Cayetano Ordóñez y Aguilera (January 24, 1904, Ronda, Spain - October 30, 1961, Madrid, Spain) is the patriarch of the Ordóñez family of bullfighters.

His parents owned a shoeshop called La Palma, which gave him his nickname (Niño de la Palma).  In 1917 he first began to perform as a bullfighter in the ranches of the area where he lived.  In 1923 he had his debut in Ronda, where he became the first bullfighter to be carried in triumph through the main gates of the Maestranza, and in 1924 he caused great commotion again when the same thing happened in Seville. From that point on he was greatly in demand by all the professional and amateur rings in Spain.

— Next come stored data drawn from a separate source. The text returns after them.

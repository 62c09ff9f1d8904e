// SPDX-FileCopyrightText: 2026 Mattia Egloff <mattia.egloff@pm.me>
//
// SPDX-License-Identifier: GPL-3.0-or-later

//! Discovery Request and Response Types
//!
//! Wire layout of a lookup request: one version byte followed by a protobuf
//! `ClientRequest`. Numbers are packed as 8-byte big-endian blocks; version 2
//! adds 32-byte (identity, access key) pairs. Responses are a stream of
//! 40-byte triples `(e164, secondary identity, primary identity)`.

use std::collections::HashMap;
use std::fmt;
use std::str::FromStr;
use std::time::Duration;

use prost::Message;
use uuid::Uuid;

use super::error::{DiscoveryError, DiscoveryResult};

/// Largest batch the protocol accepts. There is no paging.
pub const MAX_E164_COUNT: usize = 5000;

/// Request version without identity/access-key pairs.
pub const REQUEST_VERSION: u8 = 1;

/// Request version carrying identity/access-key pairs.
pub const REQUEST_VERSION_WITH_PAIRS: u8 = 2;

/// Size of one packed phone number.
pub const E164_BLOCK_LEN: usize = 8;

/// Size of one response triple.
pub const TRIPLE_LEN: usize = E164_BLOCK_LEN + 16 + 16;

const PAIR_LEN: usize = 32;
const MAX_E164_DIGITS: usize = 15;

/// A phone number in E.164 form, stored as its numeric value.
#[derive(Debug, Clone, Copy, PartialEq, Eq, Hash, PartialOrd, Ord)]
pub struct E164(u64);

impl E164 {
    /// Numeric value.
    pub fn value(self) -> u64 {
        self.0
    }

    pub(crate) fn from_block(block: [u8; E164_BLOCK_LEN]) -> Option<Self> {
        match u64::from_be_bytes(block) {
            0 => None,
            value => Some(E164(value)),
        }
    }

    pub(crate) fn to_block(self) -> [u8; E164_BLOCK_LEN] {
        self.0.to_be_bytes()
    }
}

impl FromStr for E164 {
    type Err = DiscoveryError;

    /// Accepts digits with or without a leading `+`.
    fn from_str(s: &str) -> Result<Self, Self::Err> {
        let digits = s.strip_prefix('+').unwrap_or(s);
        if digits.is_empty()
            || digits.len() > MAX_E164_DIGITS
            || !digits.bytes().all(|b| b.is_ascii_digit())
        {
            return Err(DiscoveryError::InvalidE164(s.to_string()));
        }
        match digits.parse::<u64>() {
            Ok(0) | Err(_) => Err(DiscoveryError::InvalidE164(s.to_string())),
            Ok(value) => Ok(E164(value)),
        }
    }
}

impl fmt::Display for E164 {
    fn fmt(&self, f: &mut fmt::Formatter<'_>) -> fmt::Result {
        write!(f, "+{}", self.0)
    }
}

/// An identity together with the access key that proves the caller may see
/// it.
#[derive(Debug, Clone, Copy, PartialEq, Eq)]
pub struct IdentityAccessPair {
    /// Known identity.
    pub identity: Uuid,
    /// Access key for that identity.
    pub access_key: [u8; 16],
}

/// A batched lookup.
#[derive(Debug, Clone, Default, PartialEq, Eq)]
pub struct DiscoveryRequest {
    /// Phone numbers to look up.
    pub e164s: Vec<String>,
    /// Identities the caller already knows.
    pub identity_access_pairs: Vec<IdentityAccessPair>,
    /// Deadline for the whole exchange.
    pub timeout: Option<Duration>,
}

impl DiscoveryRequest {
    /// Lookup for `e164s`.
    pub fn new<I, S>(e164s: I) -> Self
    where
        I: IntoIterator<Item = S>,
        S: Into<String>,
    {
        DiscoveryRequest {
            e164s: e164s.into_iter().map(Into::into).collect(),
            ..Default::default()
        }
    }

    /// Adds a known identity.
    pub fn with_pair(mut self, identity: Uuid, access_key: [u8; 16]) -> Self {
        self.identity_access_pairs.push(IdentityAccessPair {
            identity,
            access_key,
        });
        self
    }

    /// Sets the deadline.
    pub fn with_timeout(mut self, timeout: Duration) -> Self {
        self.timeout = Some(timeout);
        self
    }

    /// Checks the batch size and parses every number.
    ///
    /// Runs before any I/O so oversized or malformed batches never reach the
    /// network.
    pub fn validate(&self) -> DiscoveryResult<Vec<E164>> {
        if self.e164s.len() > MAX_E164_COUNT {
            return Err(DiscoveryError::BatchTooLarge {
                count: self.e164s.len(),
                max: MAX_E164_COUNT,
            });
        }
        self.e164s.iter().map(|s| s.parse()).collect()
    }

    /// Protocol version byte for this request.
    pub fn version(&self) -> u8 {
        if self.identity_access_pairs.is_empty() {
            REQUEST_VERSION
        } else {
            REQUEST_VERSION_WITH_PAIRS
        }
    }
}

/// Lookup result for one number. Both fields absent means not found.
#[derive(Debug, Clone, Copy, Default, PartialEq, Eq)]
pub struct DiscoveryResponseEntry {
    /// Account identity.
    pub primary_identity: Option<Uuid>,
    /// Phone-number identity.
    pub secondary_identity: Option<Uuid>,
}

impl DiscoveryResponseEntry {
    /// Returns true when the service knew nothing about the number.
    pub fn is_empty(&self) -> bool {
        self.primary_identity.is_none() && self.secondary_identity.is_none()
    }
}

/// Lookup results keyed by `+digits`.
pub type DiscoveryResponse = HashMap<String, DiscoveryResponseEntry>;

#[derive(Clone, PartialEq, Message)]
struct ClientRequest {
    #[prost(bytes = "vec", tag = "1")]
    e164_blocks: Vec<u8>,
    #[prost(bytes = "vec", tag = "2")]
    identity_access_pairs: Vec<u8>,
}

/// Serializes a lookup: version byte, then the protobuf payload.
pub(crate) fn encode_client_request(
    version: u8,
    e164s: &[E164],
    pairs: &[IdentityAccessPair],
) -> Vec<u8> {
    let mut e164_blocks = Vec::with_capacity(e164s.len() * E164_BLOCK_LEN);
    for e164 in e164s {
        e164_blocks.extend_from_slice(&e164.to_block());
    }
    let mut identity_access_pairs = Vec::with_capacity(pairs.len() * PAIR_LEN);
    for pair in pairs {
        identity_access_pairs.extend_from_slice(pair.identity.as_bytes());
        identity_access_pairs.extend_from_slice(&pair.access_key);
    }

    let payload = ClientRequest {
        e164_blocks,
        identity_access_pairs,
    };
    let mut out = Vec::with_capacity(1 + payload.encoded_len());
    out.push(version);
    out.extend_from_slice(&payload.encode_to_vec());
    out
}

/// Inverse of [`encode_client_request`], used by the in-memory enclave.
pub(crate) fn decode_client_request(
    bytes: &[u8],
) -> DiscoveryResult<(u8, Vec<E164>, Vec<IdentityAccessPair>)> {
    let (&version, payload) = bytes
        .split_first()
        .ok_or_else(|| DiscoveryError::ProtocolViolation("Empty request".into()))?;
    let request = ClientRequest::decode(payload)
        .map_err(|e| DiscoveryError::ProtocolViolation(format!("Malformed request: {}", e)))?;

    if request.e164_blocks.len() % E164_BLOCK_LEN != 0
        || request.identity_access_pairs.len() % PAIR_LEN != 0
    {
        return Err(DiscoveryError::ProtocolViolation(
            "Request blocks not aligned".into(),
        ));
    }

    let e164s = request
        .e164_blocks
        .chunks_exact(E164_BLOCK_LEN)
        .filter_map(|chunk| chunk.try_into().ok().and_then(E164::from_block))
        .collect();
    let pairs = request
        .identity_access_pairs
        .chunks_exact(PAIR_LEN)
        .filter_map(|chunk| {
            let identity = Uuid::from_slice(&chunk[..16]).ok()?;
            let access_key = chunk[16..].try_into().ok()?;
            Some(IdentityAccessPair {
                identity,
                access_key,
            })
        })
        .collect();
    Ok((version, e164s, pairs))
}

/// One decoded response triple.
#[derive(Debug, Clone, Copy, PartialEq, Eq)]
pub struct Triple {
    /// Number the identities belong to.
    pub e164: E164,
    /// Phone-number identity.
    pub secondary: Option<Uuid>,
    /// Account identity.
    pub primary: Option<Uuid>,
}

fn identity(bytes: &[u8]) -> Option<Uuid> {
    Uuid::from_slice(bytes).ok().filter(|uuid| !uuid.is_nil())
}

/// Decodes a response fragment. Triples with an all-zero number are skipped.
pub(crate) fn decode_triples(bytes: &[u8]) -> DiscoveryResult<Vec<Triple>> {
    if bytes.len() % TRIPLE_LEN != 0 {
        return Err(DiscoveryError::ProtocolViolation(format!(
            "Response fragment of {} bytes is not a multiple of {}",
            bytes.len(),
            TRIPLE_LEN
        )));
    }
    Ok(bytes
        .chunks_exact(TRIPLE_LEN)
        .filter_map(|chunk| {
            let block = chunk[..E164_BLOCK_LEN].try_into().ok()?;
            let e164 = E164::from_block(block)?;
            Some(Triple {
                e164,
                secondary: identity(&chunk[E164_BLOCK_LEN..E164_BLOCK_LEN + 16]),
                primary: identity(&chunk[E164_BLOCK_LEN + 16..]),
            })
        })
        .collect())
}

/// Packs triples for the wire. Absent identities become nil UUIDs.
pub(crate) fn encode_triples(triples: &[Triple]) -> Vec<u8> {
    let mut out = Vec::with_capacity(triples.len() * TRIPLE_LEN);
    for triple in triples {
        out.extend_from_slice(&triple.e164.to_block());
        out.extend_from_slice(triple.secondary.unwrap_or_default().as_bytes());
        out.extend_from_slice(triple.primary.unwrap_or_default().as_bytes());
    }
    out
}

/// Folds triples into a response map.
pub(crate) fn collect_triples(response: &mut DiscoveryResponse, triples: Vec<Triple>) {
    for triple in triples {
        response.insert(
            triple.e164.to_string(),
            DiscoveryResponseEntry {
                primary_identity: triple.primary,
                secondary_identity: triple.secondary,
            },
        );
    }
}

He was used by Ernest Hemingway as the model for "Pedro Romero", the talented young bullfighter in The Sun Also Rises.  Hemingway later stated that "everything that happened in the ring was true, and everything outside was fiction.  Nino knew this and never complained about it."

His last bullfight was at Aranda de Duero in 1942. He was the director of the Lisbon School of Bullfighting and died in Madrid on 30 October 1961.  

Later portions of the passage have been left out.